Required work: The answer must be every line from the entries below that includes "summary".

Data shown:
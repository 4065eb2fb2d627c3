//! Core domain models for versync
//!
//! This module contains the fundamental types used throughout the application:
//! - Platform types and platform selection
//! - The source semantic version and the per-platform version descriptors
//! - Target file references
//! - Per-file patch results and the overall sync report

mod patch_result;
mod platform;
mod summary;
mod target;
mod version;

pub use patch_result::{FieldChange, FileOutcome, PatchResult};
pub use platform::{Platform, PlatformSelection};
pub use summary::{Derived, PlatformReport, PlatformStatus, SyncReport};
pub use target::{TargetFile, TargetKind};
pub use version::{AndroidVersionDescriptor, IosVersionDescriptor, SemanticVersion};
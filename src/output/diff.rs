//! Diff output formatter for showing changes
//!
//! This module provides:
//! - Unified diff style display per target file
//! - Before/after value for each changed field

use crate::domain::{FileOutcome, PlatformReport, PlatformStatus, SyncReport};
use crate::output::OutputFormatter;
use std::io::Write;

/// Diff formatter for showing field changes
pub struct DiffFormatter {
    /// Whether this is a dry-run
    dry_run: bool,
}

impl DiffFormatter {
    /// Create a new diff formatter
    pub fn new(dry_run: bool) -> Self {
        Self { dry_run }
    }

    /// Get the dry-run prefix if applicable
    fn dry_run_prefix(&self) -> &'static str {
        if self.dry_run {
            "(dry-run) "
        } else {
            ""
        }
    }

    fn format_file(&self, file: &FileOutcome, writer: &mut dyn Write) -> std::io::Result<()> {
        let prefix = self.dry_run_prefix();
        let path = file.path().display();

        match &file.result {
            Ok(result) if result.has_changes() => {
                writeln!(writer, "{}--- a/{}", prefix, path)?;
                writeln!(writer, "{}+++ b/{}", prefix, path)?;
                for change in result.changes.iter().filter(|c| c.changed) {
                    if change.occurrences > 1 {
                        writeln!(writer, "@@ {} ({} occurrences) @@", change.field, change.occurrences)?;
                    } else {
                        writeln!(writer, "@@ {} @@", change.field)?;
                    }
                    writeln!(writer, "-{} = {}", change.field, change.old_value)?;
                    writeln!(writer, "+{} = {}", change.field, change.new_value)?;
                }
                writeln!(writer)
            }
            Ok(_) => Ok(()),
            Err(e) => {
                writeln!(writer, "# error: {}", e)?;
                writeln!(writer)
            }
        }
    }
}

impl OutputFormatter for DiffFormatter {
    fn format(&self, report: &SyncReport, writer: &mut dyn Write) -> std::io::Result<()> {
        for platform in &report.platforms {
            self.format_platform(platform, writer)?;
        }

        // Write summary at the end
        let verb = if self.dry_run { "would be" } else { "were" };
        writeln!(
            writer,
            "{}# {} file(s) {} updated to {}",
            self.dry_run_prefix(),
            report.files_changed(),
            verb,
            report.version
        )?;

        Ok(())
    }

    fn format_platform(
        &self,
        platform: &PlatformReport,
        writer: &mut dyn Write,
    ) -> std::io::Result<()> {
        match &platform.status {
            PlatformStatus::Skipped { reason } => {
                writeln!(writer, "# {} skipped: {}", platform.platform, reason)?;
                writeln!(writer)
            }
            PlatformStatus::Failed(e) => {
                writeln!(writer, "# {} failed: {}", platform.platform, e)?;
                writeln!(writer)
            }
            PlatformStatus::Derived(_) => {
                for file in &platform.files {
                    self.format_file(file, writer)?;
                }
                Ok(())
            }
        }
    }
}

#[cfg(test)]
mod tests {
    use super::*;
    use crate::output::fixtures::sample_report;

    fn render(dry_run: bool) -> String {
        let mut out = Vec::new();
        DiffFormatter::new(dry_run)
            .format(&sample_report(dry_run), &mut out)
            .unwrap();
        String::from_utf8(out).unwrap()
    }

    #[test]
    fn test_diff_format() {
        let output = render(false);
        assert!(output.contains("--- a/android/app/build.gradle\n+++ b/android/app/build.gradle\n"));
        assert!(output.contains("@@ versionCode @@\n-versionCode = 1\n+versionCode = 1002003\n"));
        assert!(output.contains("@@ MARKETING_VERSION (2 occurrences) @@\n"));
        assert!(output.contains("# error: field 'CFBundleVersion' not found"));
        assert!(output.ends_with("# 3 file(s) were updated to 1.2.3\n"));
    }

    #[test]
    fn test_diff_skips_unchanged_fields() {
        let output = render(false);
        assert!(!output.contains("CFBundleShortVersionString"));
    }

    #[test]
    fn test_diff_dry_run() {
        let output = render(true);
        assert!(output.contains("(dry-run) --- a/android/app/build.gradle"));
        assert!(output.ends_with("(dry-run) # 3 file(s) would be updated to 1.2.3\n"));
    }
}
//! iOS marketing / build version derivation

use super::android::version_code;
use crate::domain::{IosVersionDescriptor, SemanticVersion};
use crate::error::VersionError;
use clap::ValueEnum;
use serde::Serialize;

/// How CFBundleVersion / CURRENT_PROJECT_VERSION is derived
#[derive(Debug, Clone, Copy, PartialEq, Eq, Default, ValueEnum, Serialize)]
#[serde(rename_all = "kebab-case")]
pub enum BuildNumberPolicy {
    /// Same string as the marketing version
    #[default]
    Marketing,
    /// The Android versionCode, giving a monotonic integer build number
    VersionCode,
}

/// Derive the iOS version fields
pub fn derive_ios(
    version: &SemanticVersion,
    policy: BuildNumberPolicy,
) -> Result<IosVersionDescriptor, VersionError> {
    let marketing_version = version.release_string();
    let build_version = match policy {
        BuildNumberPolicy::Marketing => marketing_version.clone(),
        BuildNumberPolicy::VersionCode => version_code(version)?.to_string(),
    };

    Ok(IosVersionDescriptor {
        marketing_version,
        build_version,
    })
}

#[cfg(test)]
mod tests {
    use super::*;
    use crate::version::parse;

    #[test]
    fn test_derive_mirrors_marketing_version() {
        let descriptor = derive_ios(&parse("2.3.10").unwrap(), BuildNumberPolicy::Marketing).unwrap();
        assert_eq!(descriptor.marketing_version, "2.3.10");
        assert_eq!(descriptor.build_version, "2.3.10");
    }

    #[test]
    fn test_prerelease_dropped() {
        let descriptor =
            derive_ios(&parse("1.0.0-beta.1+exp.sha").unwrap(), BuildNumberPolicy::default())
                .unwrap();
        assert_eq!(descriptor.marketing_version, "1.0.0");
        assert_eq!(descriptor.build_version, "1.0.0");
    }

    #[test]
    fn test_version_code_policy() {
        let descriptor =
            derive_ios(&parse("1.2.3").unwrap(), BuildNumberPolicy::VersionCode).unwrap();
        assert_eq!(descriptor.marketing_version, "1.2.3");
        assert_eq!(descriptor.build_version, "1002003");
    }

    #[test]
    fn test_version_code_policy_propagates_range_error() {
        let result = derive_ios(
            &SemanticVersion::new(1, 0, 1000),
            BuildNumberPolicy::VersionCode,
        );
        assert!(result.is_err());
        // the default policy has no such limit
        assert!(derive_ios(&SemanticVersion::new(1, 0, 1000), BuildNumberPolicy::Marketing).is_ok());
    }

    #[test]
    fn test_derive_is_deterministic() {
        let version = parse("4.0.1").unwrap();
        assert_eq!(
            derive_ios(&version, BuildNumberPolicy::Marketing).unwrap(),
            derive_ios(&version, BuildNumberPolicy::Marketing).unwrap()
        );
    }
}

Result for this task:
mod summary;
pub use summary::{Derived, PlatformReport, PlatformStatus, SyncReport};
        // Write summary at the end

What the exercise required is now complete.